São coisas que acontecem e é preciso lembrar que quem dá, dá por gosto. Mas nem todos gostamos do mesmo. Sílvia prefere agradecer e fazer o bem. “Acontece-me todos os anos. Tenho uma família enorme que ainda se junta todos os natais e há sempre aquela tia a oferecer as meias, aquele avô a dar-nos luvas. São presentes úteis, mas que fazem mais falta a quem deles precisa do que a mim”. Por isso, Sílvia junta tudo aquilo que recebeu no final de todos os natais e faz a divisão: “Preciso mesmo disto?” Se a sua cabeça disser que não, então esses presentes vão para instituições de caridade mais próximas da sua casa. Vender o que recebeu, para si, está fora de questão. Mas, tal como os nossos gostos não são todos iguais, os nossos pensamentos e ideias também não.
Fábio Campos é perito em ‘despachar’ o que não lhe interessa. “Vendo”, diz ao i como se a resposta lhe estivesse na ponta da língua. E justifica-o com facilidade. “A pessoa quis dar-me uma prenda, eu não gostei mas posso tirar proveito disso. Supomos que recebi uma t-shirt que não faz o meu género. Vendo por 10 euros e é como se essa pessoa me tivesse dado 10 euros”.
Olhando para todas estas ideias do que fazer com as prendas de Natal às quais torcemos o nariz, falta aqui uma – e talvez a mais arriscada: guardar esse presente e dar a outra pessoa. O i falou com várias pessoas e percebeu que essa até é uma prática comum, mas há um segredo: é preciso lembrar sempre quem ofereceu esse presente mas não ter a pontaria de, mais tarde, o oferecer à mesma pessoa. E é preciso também verificar se o presente não vem com alguma identificação – uma dedicatória num livro, por exemplo – que confirme a quem o recebe ‘em segunda mão’ que aquele presente já lhe tinha sido dado a si.

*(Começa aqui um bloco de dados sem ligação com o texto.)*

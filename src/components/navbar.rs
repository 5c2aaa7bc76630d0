//! Navigation Bar Component
//!
//! Desktop: fixed bar with the owner's name and a ghost button per section
//! Mobile: menu button opening a full-width menu over a glass overlay

use dioxus::prelude::*;
use portfolio_core::NAV_LINKS;
use portfolio_ui::{Button, ButtonSize, ButtonVariant};

use crate::bridge;

#[component]
pub fn Navbar(name: String) -> Element {
    let mut menu_open = use_signal(|| false);

    let mut go_to = move |id: &'static str| {
        tracing::debug!(section = id, "Scrolling to section");
        bridge::scroll_to_section(id);
        menu_open.set(false);
    };

    let open = menu_open();

    rsx! {
        nav { class: "navbar",
            div { class: "container navbar-inner",
                a {
                    class: "navbar-name",
                    href: "#",
                    onclick: move |evt| {
                        evt.prevent_default();
                        bridge::scroll_to_top();
                    },
                    "{name}"
                }

                div { class: "navbar-links",
                    for link in NAV_LINKS.iter() {
                        Button {
                            key: "{link.id}",
                            variant: ButtonVariant::Ghost,
                            size: ButtonSize::Sm,
                            onclick: move |_| go_to(link.id),
                            "{link.label}"
                        }
                    }
                }

                div { class: "navbar-mobile-toggle",
                    Button {
                        variant: ButtonVariant::Ghost,
                        size: ButtonSize::Icon,
                        aria_label: if open { "Close menu".to_string() } else { "Open menu".to_string() },
                        onclick: move |_| menu_open.toggle(),
                        if open { "\u{2715}" } else { "\u{2630}" }
                    }
                }
            }
        }

        div { class: "mobile-nav",
            div {
                class: if open { "mobile-nav-overlay open" } else { "mobile-nav-overlay" },
                role: "presentation",
                "aria-hidden": "true",
                onclick: move |_| menu_open.set(false),
            }
            div {
                id: "mobile-nav-menu",
                class: if open { "mobile-nav-menu open" } else { "mobile-nav-menu" },
                role: "dialog",
                "aria-label": "Navigation menu",
                for (i, link) in NAV_LINKS.iter().enumerate() {
                    button {
                        key: "{link.id}",
                        r#type: "button",
                        class: match (open, i % 2 == 0) {
                            (false, _) => "mobile-nav-item",
                            (true, true) => "mobile-nav-item slide-left",
                            (true, false) => "mobile-nav-item slide-right",
                        },
                        style: "animation-delay: {i * 60}ms;",
                        onclick: move |_| go_to(link.id),
                        "{link.label}"
                    }
                }
            }
        }
    }
}
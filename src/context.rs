//! Context providers for the portfolio site.
//!
//! Content and settings are injected at launch; the motion preference and the
//! reveal hub are created by the root component.
//!
//! ## Usage
//!
//! ```ignore
//! // In any component
//! let portfolio = use_portfolio();
//! let motion = use_motion();
//! ```

use std::sync::Arc;
use std::time::Duration;

use dioxus::prelude::*;
use portfolio_core::{MotionPreference, Portfolio};

use crate::components::RevealHub;
use crate::resume_file::ResumeDocument;

/// Startup settings taken from the command line
#[derive(Clone, Debug)]
pub struct SiteSettings {
    /// Skip reveal animations without asking the host
    pub force_reduced_motion: bool,
    /// Fallback timeout for the resume preview
    pub preview_timeout: Duration,
    /// Resume shown by the dialog
    pub resume: ResumeDocument,
}

/// Hook to access the site content.
pub fn use_portfolio() -> Arc<Portfolio> {
    use_context::<Arc<Portfolio>>()
}

pub fn use_settings() -> SiteSettings {
    use_context::<SiteSettings>()
}

/// Hook to read the user's animation preference.
///
/// Starts as [`MotionPreference::Unknown`] and is filled in once the host
/// answers the reduced-motion query.
pub fn use_motion() -> Signal<MotionPreference> {
    use_context::<Signal<MotionPreference>>()
}

/// Hook to access the shared reveal registry.
pub fn use_reveal_hub() -> RevealHub {
    use_context::<RevealHub>()
}
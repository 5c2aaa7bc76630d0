//! Reusable UI components
//!
//! Buttons, chips, headers, the typing effect and toasts.

mod button;
mod section_header;
mod tech_chip;
mod toast;
mod typing_text;

pub use button::*;
pub use section_header::*;
pub use tech_chip::*;
pub use toast::*;
pub use typing_text::*;
//! Resume preview dialog.
//!
//! States: `Idle → Loading → {Loaded | Errored}`; closing always returns to
//! `Idle`. Each open hands out a [`TimerToken`] for the fallback timer. A token
//! from an earlier open, or one that fires after the viewer already answered,
//! is stale and changes nothing.

use std::time::Duration;

/// Fallback for viewers that never report success
pub const DEFAULT_PREVIEW_TIMEOUT: Duration = Duration::from_millis(8000);

/// Why the preview could not be shown
#[derive(Debug, Clone, Copy, PartialEq, Eq)]
pub enum PreviewFailure {
    /// Embedded viewer reported a load error
    ViewerError,
    /// Viewer stayed silent past the fallback timeout
    TimedOut,
}

#[derive(Debug, Clone, Copy, PartialEq, Eq, Default)]
pub enum PreviewState {
    #[default]
    Idle,
    Loading,
    Loaded,
    Errored(PreviewFailure),
}

impl PreviewState {
    pub fn is_errored(&self) -> bool {
        matches!(self, PreviewState::Errored(_))
    }
}

/// Handle for one armed fallback timer
#[derive(Debug, Clone, Copy, PartialEq, Eq)]
pub struct TimerToken {
    generation: u64,
    timeout: Duration,
}

impl TimerToken {
    /// How long the host should wait before reporting expiry
    pub fn timeout(&self) -> Duration {
        self.timeout
    }
}

/// Preview state machine for one dialog
#[derive(Debug, Clone)]
pub struct ResumePreview {
    state: PreviewState,
    generation: u64,
    timeout: Duration,
}

impl Default for ResumePreview {
    fn default() -> Self {
        Self::new(DEFAULT_PREVIEW_TIMEOUT)
    }
}

impl ResumePreview {
    pub fn new(timeout: Duration) -> Self {
        Self {
            state: PreviewState::Idle,
            generation: 0,
            timeout,
        }
    }

    /// A preview that is already loading, as when a dialog mounts open
    pub fn opened(timeout: Duration) -> Self {
        let mut preview = Self::new(timeout);
        preview.open();
        preview
    }

    pub fn state(&self) -> PreviewState {
        self.state
    }

    /// The live fallback timer, if the preview is still loading
    pub fn pending_timer(&self) -> Option<TimerToken> {
        (self.state == PreviewState::Loading).then_some(TimerToken {
            generation: self.generation,
            timeout: self.timeout,
        })
    }

    pub fn is_open(&self) -> bool {
        self.state != PreviewState::Idle
    }

    /// Open the dialog and arm the fallback timer
    pub fn open(&mut self) -> TimerToken {
        self.generation += 1;
        self.state = PreviewState::Loading;
        tracing::debug!(generation = self.generation, "Resume preview loading");
        TimerToken {
            generation: self.generation,
            timeout: self.timeout,
        }
    }

    /// Viewer rendered the document
    pub fn on_rendered(&mut self) -> bool {
        if self.state != PreviewState::Loading {
            return false;
        }
        self.disarm();
        self.state = PreviewState::Loaded;
        true
    }

    /// Viewer failed to load the document
    pub fn on_viewer_error(&mut self) -> bool {
        if self.state != PreviewState::Loading {
            return false;
        }
        self.disarm();
        self.fail(PreviewFailure::ViewerError);
        true
    }

    /// Fallback timer fired. Returns whether the token was still live.
    pub fn on_timeout(&mut self, token: TimerToken) -> bool {
        if token.generation != self.generation || self.state != PreviewState::Loading {
            return false;
        }
        self.fail(PreviewFailure::TimedOut);
        true
    }

    /// Close the dialog, cancelling any armed timer
    pub fn close(&mut self) {
        self.disarm();
        self.state = PreviewState::Idle;
    }

    fn disarm(&mut self) {
        self.generation += 1;
    }

    fn fail(&mut self, reason: PreviewFailure) {
        tracing::warn!(?reason, "Resume preview unavailable");
        self.state = PreviewState::Errored(reason);
    }
}

/// A way out of a failed preview
#[derive(Debug, Clone, PartialEq, Eq)]
pub enum RecoveryAction {
    OpenInNewTab { url: String },
    Download { url: String, file_name: String },
}

impl RecoveryAction {
    pub fn label(&self) -> &'static str {
        match self {
            RecoveryAction::OpenInNewTab { .. } => "Open in New Tab",
            RecoveryAction::Download { .. } => "Download Resume",
        }
    }

    pub fn href(&self) -> &str {
        match self {
            RecoveryAction::OpenInNewTab { url } | RecoveryAction::Download { url, .. } => url,
        }
    }
}

/// The resume document and the URLs each way of viewing it uses
#[derive(Debug, Clone, PartialEq, Eq)]
pub struct ResumeAsset {
    /// Loaded by the embedded viewer and linked for download
    url: String,
    /// Handed to the host for viewing outside the dialog
    open_url: String,
    file_name: String,
}

impl ResumeAsset {
    /// Message shown instead of the preview when it fails
    pub const UNAVAILABLE_MESSAGE: &'static str = "Preview not available on this device";

    pub fn new(url: impl Into<String>) -> Self {
        let url = url.into();
        let file_name = url
            .rsplit('/')
            .next()
            .filter(|s| !s.is_empty())
            .unwrap_or("resume.pdf")
            .to_string();
        Self {
            open_url: url.clone(),
            url,
            file_name,
        }
    }

    /// Use a different location for "open in new tab"
    pub fn with_open_url(mut self, url: impl Into<String>) -> Self {
        self.open_url = url.into();
        self
    }

    pub fn with_file_name(mut self, name: impl Into<String>) -> Self {
        self.file_name = name.into();
        self
    }

    pub fn url(&self) -> &str {
        &self.url
    }

    pub fn open_url(&self) -> &str {
        &self.open_url
    }

    /// URL for the embedded viewer, with viewer chrome hidden
    pub fn preview_url(&self) -> String {
        format!("{}#toolbar=0&navpanes=0", self.url)
    }

    /// Suggested file name for downloads
    pub fn file_name(&self) -> &str {
        &self.file_name
    }

    pub fn recovery_actions(&self) -> [RecoveryAction; 2] {
        [
            RecoveryAction::OpenInNewTab {
                url: self.open_url.clone(),
            },
            RecoveryAction::Download {
                url: self.url.clone(),
                file_name: self.file_name.clone(),
            },
        ]
    }
}

#[cfg(test)]
mod tests {
    use super::*;

    #[test]
    fn success_before_timeout_loads() {
        let mut preview = ResumePreview::default();
        let token = preview.open();
        assert_eq!(preview.state(), PreviewState::Loading);
        assert!(preview.on_rendered());
        assert_eq!(preview.state(), PreviewState::Loaded);
        // Timer was cancelled by the success
        assert!(!preview.on_timeout(token));
        assert_eq!(preview.state(), PreviewState::Loaded);
    }

    #[test]
    fn silence_past_timeout_errors() {
        let mut preview = ResumePreview::default();
        let token = preview.open();
        assert_eq!(token.timeout(), DEFAULT_PREVIEW_TIMEOUT);
        assert!(preview.on_timeout(token));
        assert_eq!(
            preview.state(),
            PreviewState::Errored(PreviewFailure::TimedOut)
        );
        // A late success does not override the fallback
        assert!(!preview.on_rendered());
    }

    #[test]
    fn viewer_error_errors_regardless_of_timer() {
        let mut preview = ResumePreview::default();
        let token = preview.open();
        assert!(preview.on_viewer_error());
        assert_eq!(
            preview.state(),
            PreviewState::Errored(PreviewFailure::ViewerError)
        );
        assert!(!preview.on_timeout(token));
        assert_eq!(
            preview.state(),
            PreviewState::Errored(PreviewFailure::ViewerError)
        );
    }

    #[test]
    fn reopen_resets_to_loading() {
        let mut preview = ResumePreview::default();
        let first = preview.open();
        preview.on_viewer_error();
        preview.close();
        assert_eq!(preview.state(), PreviewState::Idle);
        assert!(!preview.is_open());

        let second = preview.open();
        assert_eq!(preview.state(), PreviewState::Loading);
        // The first open's timer must not touch the second open
        assert!(!preview.on_timeout(first));
        assert_eq!(preview.state(), PreviewState::Loading);
        assert!(preview.on_timeout(second));
    }

    #[test]
    fn close_cancels_pending_timer() {
        let mut preview = ResumePreview::default();
        let token = preview.open();
        preview.close();
        assert!(!preview.on_timeout(token));
        assert_eq!(preview.state(), PreviewState::Idle);
    }

    #[test]
    fn recovery_actions_offer_open_and_download() {
        let asset = ResumeAsset::new("/resume.pdf");
        let actions = asset.recovery_actions();
        assert!(matches!(actions[0], RecoveryAction::OpenInNewTab { .. }));
        assert!(matches!(actions[1], RecoveryAction::Download { .. }));
        assert!(actions.iter().all(|a| a.href() == "/resume.pdf"));
        assert_eq!(asset.preview_url(), "/resume.pdf#toolbar=0&navpanes=0");
        assert_eq!(asset.file_name(), "resume.pdf");
    }

    #[test]
    fn open_action_uses_open_url() {
        let asset = ResumeAsset::new("/assets/resume-1a2b.pdf")
            .with_open_url("file:///tmp/portfolio/resume.pdf")
            .with_file_name("resume.pdf");
        let [open, download] = asset.recovery_actions();
        assert_eq!(open.href(), "file:///tmp/portfolio/resume.pdf");
        assert_eq!(download.href(), "/assets/resume-1a2b.pdf");
        assert_eq!(asset.preview_url(), "/assets/resume-1a2b.pdf#toolbar=0&navpanes=0");
        assert!(matches!(
            download,
            RecoveryAction::Download { ref file_name, .. } if file_name == "resume.pdf"
        ));
    }

    #[test]
    fn opened_preview_arms_its_timer() {
        let mut preview = ResumePreview::opened(DEFAULT_PREVIEW_TIMEOUT);
        assert_eq!(preview.state(), PreviewState::Loading);
        let token = preview.pending_timer().unwrap();
        assert!(preview.on_rendered());
        assert_eq!(preview.pending_timer(), None);
        assert!(!preview.on_timeout(token));
    }

    #[test]
    fn errored_is_reported() {
        let mut preview = ResumePreview::opened(DEFAULT_PREVIEW_TIMEOUT);
        assert!(!preview.state().is_errored());
        let token = preview.pending_timer().unwrap();
        assert!(preview.on_timeout(token));
        assert!(preview.state().is_errored());
    }

    #[test]
    fn file_name_falls_back_for_bare_paths() {
        assert_eq!(ResumeAsset::new("/docs/").file_name(), "resume.pdf");
        assert_eq!(ResumeAsset::new("/docs/cv-2026.pdf").file_name(), "cv-2026.pdf");
    }
}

Todas estas ideias parecem uma boa sugestão, mas há também quem não o consiga fazer. Filipa Soares perdeu a conta aos presentes que tem em casa sem saber o que fazer. Ou vieram sem talão de troca, ou simplesmente não tem coragem de o fazer: “Se as pessoas oferecem, é com gosto. E custa-me desfazer-me das coisas”. E mostra-se positiva: “Quem sabe um dia não mudo de gosto e uso”. Até lá, estão arrumados numa prateleira que tem em casa propositadamente para o efeito.